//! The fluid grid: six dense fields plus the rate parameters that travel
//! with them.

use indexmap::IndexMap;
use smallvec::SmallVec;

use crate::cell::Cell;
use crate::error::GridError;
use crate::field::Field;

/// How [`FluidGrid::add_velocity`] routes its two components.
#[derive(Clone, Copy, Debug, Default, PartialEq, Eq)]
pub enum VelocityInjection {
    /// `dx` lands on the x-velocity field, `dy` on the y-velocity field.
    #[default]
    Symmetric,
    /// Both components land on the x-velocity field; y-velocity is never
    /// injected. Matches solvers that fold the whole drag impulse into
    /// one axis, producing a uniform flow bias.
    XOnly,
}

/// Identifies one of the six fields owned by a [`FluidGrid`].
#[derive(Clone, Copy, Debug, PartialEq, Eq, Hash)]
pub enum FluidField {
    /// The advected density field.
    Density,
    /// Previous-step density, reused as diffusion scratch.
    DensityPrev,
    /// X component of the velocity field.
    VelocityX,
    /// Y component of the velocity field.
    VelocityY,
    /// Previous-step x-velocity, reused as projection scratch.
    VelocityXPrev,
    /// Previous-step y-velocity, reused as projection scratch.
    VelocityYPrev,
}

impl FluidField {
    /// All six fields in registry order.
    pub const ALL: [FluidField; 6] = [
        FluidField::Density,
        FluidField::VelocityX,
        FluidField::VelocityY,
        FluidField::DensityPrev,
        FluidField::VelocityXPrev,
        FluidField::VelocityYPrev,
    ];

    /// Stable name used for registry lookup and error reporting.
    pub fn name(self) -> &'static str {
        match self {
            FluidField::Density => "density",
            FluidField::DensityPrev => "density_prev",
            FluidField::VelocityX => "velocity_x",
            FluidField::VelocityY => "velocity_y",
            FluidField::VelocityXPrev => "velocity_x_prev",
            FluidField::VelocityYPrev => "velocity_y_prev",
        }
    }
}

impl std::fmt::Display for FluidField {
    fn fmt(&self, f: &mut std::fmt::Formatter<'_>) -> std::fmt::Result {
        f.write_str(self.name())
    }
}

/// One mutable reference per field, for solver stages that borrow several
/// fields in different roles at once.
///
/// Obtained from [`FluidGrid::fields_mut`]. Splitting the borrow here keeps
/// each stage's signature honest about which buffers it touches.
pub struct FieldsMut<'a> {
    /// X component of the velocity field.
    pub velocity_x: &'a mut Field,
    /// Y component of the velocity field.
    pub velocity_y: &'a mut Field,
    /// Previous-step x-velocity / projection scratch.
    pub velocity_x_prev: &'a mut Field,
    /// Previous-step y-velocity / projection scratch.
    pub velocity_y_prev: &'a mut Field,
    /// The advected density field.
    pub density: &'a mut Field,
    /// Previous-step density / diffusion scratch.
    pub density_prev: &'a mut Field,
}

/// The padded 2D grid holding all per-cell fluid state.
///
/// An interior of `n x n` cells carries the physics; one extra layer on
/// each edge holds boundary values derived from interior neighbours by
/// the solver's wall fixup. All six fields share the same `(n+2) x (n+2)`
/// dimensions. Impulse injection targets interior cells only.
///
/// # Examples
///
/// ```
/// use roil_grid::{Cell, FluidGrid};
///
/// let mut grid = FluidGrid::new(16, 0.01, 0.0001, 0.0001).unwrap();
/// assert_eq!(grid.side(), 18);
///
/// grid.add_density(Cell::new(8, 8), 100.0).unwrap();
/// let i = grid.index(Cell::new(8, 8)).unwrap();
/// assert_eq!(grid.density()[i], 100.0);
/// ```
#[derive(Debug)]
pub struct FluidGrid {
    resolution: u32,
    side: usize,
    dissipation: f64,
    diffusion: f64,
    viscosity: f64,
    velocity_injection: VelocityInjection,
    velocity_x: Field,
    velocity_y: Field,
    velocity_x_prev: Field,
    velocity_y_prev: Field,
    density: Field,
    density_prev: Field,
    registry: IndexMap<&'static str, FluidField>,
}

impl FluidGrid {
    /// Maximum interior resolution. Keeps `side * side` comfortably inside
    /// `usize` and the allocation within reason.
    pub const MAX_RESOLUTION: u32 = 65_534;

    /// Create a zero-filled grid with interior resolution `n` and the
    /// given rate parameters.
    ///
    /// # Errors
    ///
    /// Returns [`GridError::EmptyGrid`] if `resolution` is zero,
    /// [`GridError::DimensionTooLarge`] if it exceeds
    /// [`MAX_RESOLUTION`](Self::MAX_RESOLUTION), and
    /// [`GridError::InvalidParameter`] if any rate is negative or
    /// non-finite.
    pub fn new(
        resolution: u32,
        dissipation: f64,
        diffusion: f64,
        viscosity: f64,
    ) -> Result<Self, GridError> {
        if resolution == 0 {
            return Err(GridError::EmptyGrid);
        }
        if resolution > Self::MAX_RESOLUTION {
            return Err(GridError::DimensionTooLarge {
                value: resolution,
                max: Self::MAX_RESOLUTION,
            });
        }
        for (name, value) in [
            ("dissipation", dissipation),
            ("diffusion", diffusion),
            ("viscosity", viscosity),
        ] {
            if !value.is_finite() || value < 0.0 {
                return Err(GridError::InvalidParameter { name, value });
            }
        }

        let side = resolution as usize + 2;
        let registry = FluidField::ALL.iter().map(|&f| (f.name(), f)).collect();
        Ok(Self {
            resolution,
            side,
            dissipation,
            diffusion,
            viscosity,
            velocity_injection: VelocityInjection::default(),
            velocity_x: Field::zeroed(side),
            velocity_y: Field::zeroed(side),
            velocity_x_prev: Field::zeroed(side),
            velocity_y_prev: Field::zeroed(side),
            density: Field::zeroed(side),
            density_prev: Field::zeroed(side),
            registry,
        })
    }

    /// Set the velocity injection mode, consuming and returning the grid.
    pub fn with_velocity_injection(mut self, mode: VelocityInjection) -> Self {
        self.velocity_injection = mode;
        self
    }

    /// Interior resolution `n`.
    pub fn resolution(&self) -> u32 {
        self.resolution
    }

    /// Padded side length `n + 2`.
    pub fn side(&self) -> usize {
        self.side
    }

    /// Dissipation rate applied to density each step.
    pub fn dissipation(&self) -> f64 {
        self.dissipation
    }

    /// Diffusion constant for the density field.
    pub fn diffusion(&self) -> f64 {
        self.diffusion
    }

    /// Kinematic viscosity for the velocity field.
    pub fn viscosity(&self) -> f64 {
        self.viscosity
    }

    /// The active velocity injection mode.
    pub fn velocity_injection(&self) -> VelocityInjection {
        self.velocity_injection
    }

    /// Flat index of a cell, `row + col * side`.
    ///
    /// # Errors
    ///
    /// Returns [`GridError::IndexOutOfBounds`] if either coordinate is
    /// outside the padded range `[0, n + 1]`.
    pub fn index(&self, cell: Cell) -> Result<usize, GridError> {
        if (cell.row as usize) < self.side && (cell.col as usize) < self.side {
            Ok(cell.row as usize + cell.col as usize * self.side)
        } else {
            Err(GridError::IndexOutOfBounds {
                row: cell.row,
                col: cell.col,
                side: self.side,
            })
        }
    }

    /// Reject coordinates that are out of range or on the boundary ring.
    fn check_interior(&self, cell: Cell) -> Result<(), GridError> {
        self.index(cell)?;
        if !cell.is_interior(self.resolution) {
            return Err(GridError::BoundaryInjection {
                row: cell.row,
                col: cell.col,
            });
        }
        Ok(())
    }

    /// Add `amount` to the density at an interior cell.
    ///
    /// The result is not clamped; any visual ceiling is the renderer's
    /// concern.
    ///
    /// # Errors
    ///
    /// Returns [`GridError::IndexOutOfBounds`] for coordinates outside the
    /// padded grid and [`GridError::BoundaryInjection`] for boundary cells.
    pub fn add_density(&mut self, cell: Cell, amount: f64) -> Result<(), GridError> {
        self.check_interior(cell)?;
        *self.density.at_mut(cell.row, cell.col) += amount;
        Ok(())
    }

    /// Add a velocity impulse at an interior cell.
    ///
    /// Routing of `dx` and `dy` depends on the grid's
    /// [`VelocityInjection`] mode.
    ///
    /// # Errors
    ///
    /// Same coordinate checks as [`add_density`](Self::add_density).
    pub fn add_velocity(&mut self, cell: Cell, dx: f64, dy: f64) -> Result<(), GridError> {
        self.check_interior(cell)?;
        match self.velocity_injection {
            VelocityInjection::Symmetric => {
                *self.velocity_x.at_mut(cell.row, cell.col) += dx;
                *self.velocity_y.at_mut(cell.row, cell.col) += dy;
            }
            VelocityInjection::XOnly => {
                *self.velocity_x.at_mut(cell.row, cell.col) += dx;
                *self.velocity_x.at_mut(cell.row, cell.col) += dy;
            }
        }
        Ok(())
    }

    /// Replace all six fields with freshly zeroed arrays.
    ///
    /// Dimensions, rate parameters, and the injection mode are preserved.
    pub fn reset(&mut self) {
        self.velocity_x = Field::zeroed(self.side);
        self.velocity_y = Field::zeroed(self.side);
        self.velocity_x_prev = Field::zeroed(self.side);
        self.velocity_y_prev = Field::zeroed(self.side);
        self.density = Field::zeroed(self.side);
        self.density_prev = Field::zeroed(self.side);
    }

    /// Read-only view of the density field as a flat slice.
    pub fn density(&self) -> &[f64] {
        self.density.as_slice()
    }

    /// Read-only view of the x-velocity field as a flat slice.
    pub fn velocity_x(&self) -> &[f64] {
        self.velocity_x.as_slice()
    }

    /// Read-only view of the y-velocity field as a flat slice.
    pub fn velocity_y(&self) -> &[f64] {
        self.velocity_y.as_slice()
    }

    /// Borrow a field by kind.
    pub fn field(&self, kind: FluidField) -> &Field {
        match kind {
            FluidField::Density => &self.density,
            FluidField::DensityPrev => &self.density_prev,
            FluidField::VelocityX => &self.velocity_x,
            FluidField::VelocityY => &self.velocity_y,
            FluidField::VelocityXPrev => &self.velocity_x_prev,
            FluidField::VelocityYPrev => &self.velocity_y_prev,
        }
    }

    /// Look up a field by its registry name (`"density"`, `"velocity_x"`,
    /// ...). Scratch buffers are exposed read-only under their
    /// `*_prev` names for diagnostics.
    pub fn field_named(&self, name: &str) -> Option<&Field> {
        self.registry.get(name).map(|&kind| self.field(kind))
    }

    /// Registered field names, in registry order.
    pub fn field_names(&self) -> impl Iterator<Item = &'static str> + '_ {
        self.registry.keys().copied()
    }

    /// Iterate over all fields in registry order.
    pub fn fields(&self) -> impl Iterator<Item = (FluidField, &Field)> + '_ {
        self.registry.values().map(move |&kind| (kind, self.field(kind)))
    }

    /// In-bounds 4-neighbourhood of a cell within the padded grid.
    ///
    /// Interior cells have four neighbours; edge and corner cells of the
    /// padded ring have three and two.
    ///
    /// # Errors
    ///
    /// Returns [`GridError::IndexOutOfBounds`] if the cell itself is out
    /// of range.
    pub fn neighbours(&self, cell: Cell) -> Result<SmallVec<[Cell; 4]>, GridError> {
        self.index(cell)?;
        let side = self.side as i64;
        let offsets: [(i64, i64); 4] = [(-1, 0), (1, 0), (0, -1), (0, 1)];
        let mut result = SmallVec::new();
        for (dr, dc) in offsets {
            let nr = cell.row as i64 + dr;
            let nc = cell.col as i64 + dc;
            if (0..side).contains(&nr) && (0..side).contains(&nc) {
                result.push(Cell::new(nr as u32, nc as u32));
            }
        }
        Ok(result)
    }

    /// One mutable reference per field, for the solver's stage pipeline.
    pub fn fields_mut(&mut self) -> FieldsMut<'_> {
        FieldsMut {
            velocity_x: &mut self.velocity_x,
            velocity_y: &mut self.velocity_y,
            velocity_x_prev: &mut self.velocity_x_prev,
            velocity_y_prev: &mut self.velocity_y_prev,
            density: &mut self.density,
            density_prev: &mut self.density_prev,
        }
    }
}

+++

§ **Exercise details**
From the records above, return each line that has the string "order".

§ **Answer section**
    /// All six fields in registry order.
    /// Registered field names, in registry order.
    /// Iterate over all fields in registry order.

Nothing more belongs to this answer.